Start of PROVIDED DATA
//! The three renders: roster, agenda and ranking.
//!
//! Each one is a single pass: fetch avatars, lay out, draw, persist. Nothing
//! but the avatar fetch suspends, and the canvas belongs to the call that
//! allocated it.

use chrono::{DateTime, FixedOffset, NaiveDate, Utc};
use image::RgbImage;
use std::path::PathBuf;
use std::sync::Arc;
use std::time::Duration;

use crate::avatar::{AvatarData, AvatarFetcher};
use crate::rendering::layout::{AgendaLayout, Origin, RankingLayout, RosterLayout};
use crate::rendering::{paint, raster};
use crate::status::{classify, StatusLabel};
use crate::text::{sanitize, FontCache, FontRole, FontSet};
use crate::{Color, CourseEntry, Error, RankingEntry, RenderConfig, Result};

pub const ROSTER_TITLE: &str = "“群友在上什么课?”";
pub const RANKING_TITLE: &str = "本周上课排行榜";

/// Renders schedule images. Cheap to share: fonts are loaded once and only
/// read afterwards.
#[derive(Debug, Clone)]
pub struct ImageComposer {
    config: RenderConfig,
    fonts: Arc<FontSet>,
    fetcher: AvatarFetcher,
    timezone: FixedOffset,
}

impl ImageComposer {
    /// Build a composer, loading fonts from `config.font_dir`.
    ///
    /// A missing font is not an error (the built-in font is used); an invalid
    /// avatar URL template or UTC offset is.
    pub fn new(config: RenderConfig) -> Result<Self> {
        let fonts = Arc::new(FontSet::load(&FontCache::new(&config.font_dir)));
        Self::with_fonts(config, fonts)
    }

    /// Build a composer around an already loaded font set.
    pub fn with_fonts(config: RenderConfig, fonts: Arc<FontSet>) -> Result<Self> {
        let timezone = FixedOffset::east_opt(config.utc_offset_secs).ok_or_else(|| {
            Error::ConfigError(format!("UTC offset out of range: {}s", config.utc_offset_secs))
        })?;
        let fetcher = AvatarFetcher::new(
            config.avatar_url_template.clone(),
            config.avatar_timeout_ms.map(Duration::from_millis),
        )?;
        Ok(Self {
            config,
            fonts,
            fetcher,
            timezone,
        })
    }

    pub fn config(&self) -> &RenderConfig {
        &self.config
    }

    pub fn fonts(&self) -> &Arc<FontSet> {
        &self.fonts
    }

    /// Current instant in the configured timezone.
    pub fn now(&self) -> DateTime<FixedOffset> {
        Utc::now().with_timezone(&self.timezone)
    }

    /// Group roster evaluated at the current instant.
    pub async fn render_roster(&self, courses: &[CourseEntry]) -> Result<PathBuf> {
        self.render_roster_at(courses, self.now()).await
    }

    pub async fn render_roster_at(
        &self,
        courses: &[CourseEntry],
        now: DateTime<FixedOffset>,
    ) -> Result<PathBuf> {
        let canvas = self.paint_roster(courses, now).await?;
        let path = raster::persist_png(&canvas, "roster-")?;
        log::info!("Roster with {} row(s) written to {}", courses.len(), path.display());
        Ok(path)
    }

    /// Draw the roster without persisting it.
    pub async fn paint_roster(
        &self,
        courses: &[CourseEntry],
        now: DateTime<FixedOffset>,
    ) -> Result<RgbImage> {
        let style = &self.config.roster;
        let layout = RosterLayout::new(style, courses.len());
        let mut canvas = raster::new_canvas(layout.canvas_size(), style.background)?;

        paint::fill_rect(&mut canvas, layout.accent_bar(), style.accent_color);
        self.text(&mut canvas, FontRole::Title, layout.title_origin(), ROSTER_TITLE, style.title_color);
        paint::fill_rect(&mut canvas, layout.title_underline(), style.underline_color);

        let ids: Vec<&str> = courses.iter().map(|c| c.user_id.as_str()).collect();
        let avatars = self.fetcher.fetch_all(&ids).await;

        for (i, (course, avatar)) in courses.iter().zip(&avatars).enumerate() {
            draw_avatar(&mut canvas, avatar, style.avatar_size, layout.avatar_origin(i));
            paint::fill_triangle(&mut canvas, layout.indicator(i), style.indicator_color);

            let status = classify(&now, course.start_time.as_ref(), course.end_time.as_ref());
            self.text(&mut canvas, FontRole::RosterName, layout.name_origin(i), &course.nickname, style.font_color);

            let (badge_bg, badge_fg) = match status.label {
                StatusLabel::InProgress => style.in_progress,
                StatusLabel::UpNext => style.up_next,
                StatusLabel::Ended => style.ended,
            };
            paint::fill_rect(&mut canvas, layout.badge(i), badge_bg);
            self.text(&mut canvas, FontRole::RosterDetail, layout.badge_text_origin(i), status.label.as_str(), badge_fg);

            self.text(&mut canvas, FontRole::RosterDetail, layout.summary_origin(i), &course.summary, style.font_color);
            let time_line = match course.time_range() {
                Some((start, end)) => format!(
                    "{}-{} ({})",
                    start.format("%H:%M"),
                    end.format("%H:%M"),
                    status.detail
                ),
                None => status.detail,
            };
            self.text(&mut canvas, FontRole::RosterDetail, layout.time_origin(i), &time_line, style.subtitle_color);
        }

        log::debug!("Painted roster {}x{}", canvas.width(), canvas.height());
        Ok(canvas)
    }

    /// One user's agenda, footer stamped with the current instant.
    pub async fn render_agenda(&self, courses: &[CourseEntry], nickname: &str) -> Result<PathBuf> {
        self.render_agenda_at(courses, nickname, self.now()).await
    }

    pub async fn render_agenda_at(
        &self,
        courses: &[CourseEntry],
        nickname: &str,
        generated_at: DateTime<FixedOffset>,
    ) -> Result<PathBuf> {
        let canvas = self.paint_agenda(courses, nickname, generated_at)?;
        let path = raster::persist_png(&canvas, "agenda-")?;
        log::info!("Agenda for {} with {} course(s) written to {}", nickname, courses.len(), path.display());
        Ok(path)
    }

    /// Draw the agenda without persisting it.
    ///
    /// Every course must carry both start and end; a course without them
    /// cannot be drawn and fails the whole render.
    pub fn paint_agenda(
        &self,
        courses: &[CourseEntry],
        nickname: &str,
        generated_at: DateTime<FixedOffset>,
    ) -> Result<RgbImage> {
        let ranges = courses
            .iter()
            .map(|c| {
                c.time_range().ok_or_else(|| {
                    Error::RenderError(format!("course {:?} has no start/end time", c.summary))
                })
            })
            .collect::<Result<Vec<_>>>()?;

        let style = &self.config.agenda;
        let layout = AgendaLayout::new(style, courses.len());
        let mut canvas = raster::new_canvas(layout.canvas_size(), style.background)?;

        let title = format!("{}的今日课程", nickname);
        self.text(&mut canvas, FontRole::AgendaTitle, layout.title_origin(), &title, style.title_color);

        for (i, (course, (start, end))) in courses.iter().zip(ranges).enumerate() {
            paint::fill_rounded_rect(&mut canvas, layout.card(i), style.card_radius, style.card_color);
            let time_line = format!("{} - {}", start.format("%H:%M"), end.format("%H:%M"));
            self.text(&mut canvas, FontRole::AgendaMain, layout.time_origin(i), &time_line, style.title_color);
            let detail = format!("{} @ {}", course.summary, course.location);
            self.text(&mut canvas, FontRole::AgendaDetail, layout.detail_origin(i), &detail, style.font_color);
        }

        let footer = format!("生成时间: {}", generated_at.format("%Y/%m/%d %H:%M:%S"));
        let footer_origin = layout.footer_origin(canvas.height());
        self.text(&mut canvas, FontRole::AgendaDetail, footer_origin, &footer, style.subtitle_color);

        Ok(canvas)
    }

    /// Weekly ranking; rank is the position in `entries`.
    pub async fn render_ranking(
        &self,
        entries: &[RankingEntry],
        start_date: NaiveDate,
        end_date: NaiveDate,
    ) -> Result<PathBuf> {
        let canvas = self.paint_ranking(entries, start_date, end_date).await?;
        let path = raster::persist_png(&canvas, "ranking-")?;
        log::info!("Ranking with {} row(s) written to {}", entries.len(), path.display());
        Ok(path)
    }

    /// Draw the ranking without persisting it.
    pub async fn paint_ranking(
        &self,
        entries: &[RankingEntry],
        start_date: NaiveDate,
        end_date: NaiveDate,
    ) -> Result<RgbImage> {
        let style = &self.config.ranking;
        let layout = RankingLayout::new(style, entries.len());
        let mut canvas = raster::new_canvas(layout.canvas_size(), style.background)?;

        self.text(&mut canvas, FontRole::Title, layout.title_origin(), RANKING_TITLE, style.title_color);
        let range = format!("{} - {}", start_date.format("%Y/%m/%d"), end_date.format("%Y/%m/%d"));
        self.text(&mut canvas, FontRole::Caption, layout.caption_origin(), &range, style.subtitle_color);

        let ids: Vec<&str> = entries.iter().map(|e| e.user_id.as_str()).collect();
        let avatars = self.fetcher.fetch_all(&ids).await;

        for (i, (entry, avatar)) in entries.iter().zip(&avatars).enumerate() {
            let rank = i + 1;
            if let Some(stripe) = layout.stripe(i) {
                paint::fill_rect(&mut canvas, stripe, style.stripe_color);
            }

            let rank_text = rank.to_string();
            let rank_size = self.fonts.get(FontRole::Rank).measure(&rank_text);
            self.text(&mut canvas, FontRole::Rank, layout.rank_origin(i, rank_size), &rank_text, style.rank_color(rank));

            draw_avatar(&mut canvas, avatar, style.avatar_size, layout.avatar_origin(i));
            self.text(&mut canvas, FontRole::RankingText, layout.name_origin(i), &entry.nickname, style.font_color);

            let duration = self.sanitized(FontRole::RankingText, &entry.duration_label());
            let duration_w = self.measured_width(FontRole::RankingText, &duration);
            self.text(&mut canvas, FontRole::RankingText, layout.duration_origin(i, duration_w), &duration, style.font_color);

            let count = self.sanitized(FontRole::Caption, &entry.count_label());
            let count_w = self.measured_width(FontRole::Caption, &count);
            self.text(&mut canvas, FontRole::Caption, layout.count_origin(i, count_w), &count, style.subtitle_color);
        }

        log::debug!("Painted ranking {}x{}", canvas.width(), canvas.height());
        Ok(canvas)
    }

    fn sanitized(&self, role: FontRole, text: &str) -> String {
        sanitize(text, self.fonts.get(role))
    }

    fn measured_width(&self, role: FontRole, text: &str) -> Option<u32> {
        self.fonts.get(role).measure(text).map(|(w, _)| w)
    }

    /// Sanitize for the role's font, then draw.
    fn text(&self, canvas: &mut RgbImage, role: FontRole, origin: Origin, text: &str, color: Color) {
        let font = self.fonts.get(role);
        font.draw(canvas, origin.0, origin.1, &sanitize(text, font), color);
    }
}

fn draw_avatar(canvas: &mut RgbImage, avatar: &AvatarData, diameter: u32, origin: Origin) {
    if let Some(data) = avatar {
        if let Some(img) = paint::circular_avatar(data, diameter) {
            paint::paste_with_alpha(canvas, &img, origin);
        }
    }
}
End of PROVIDED DATA
• _WHAT IS EXPECTED_: How many lines in the records contain the word "sanitized"? Reply with that number only.

• _EXPECTED ANSWER_: 3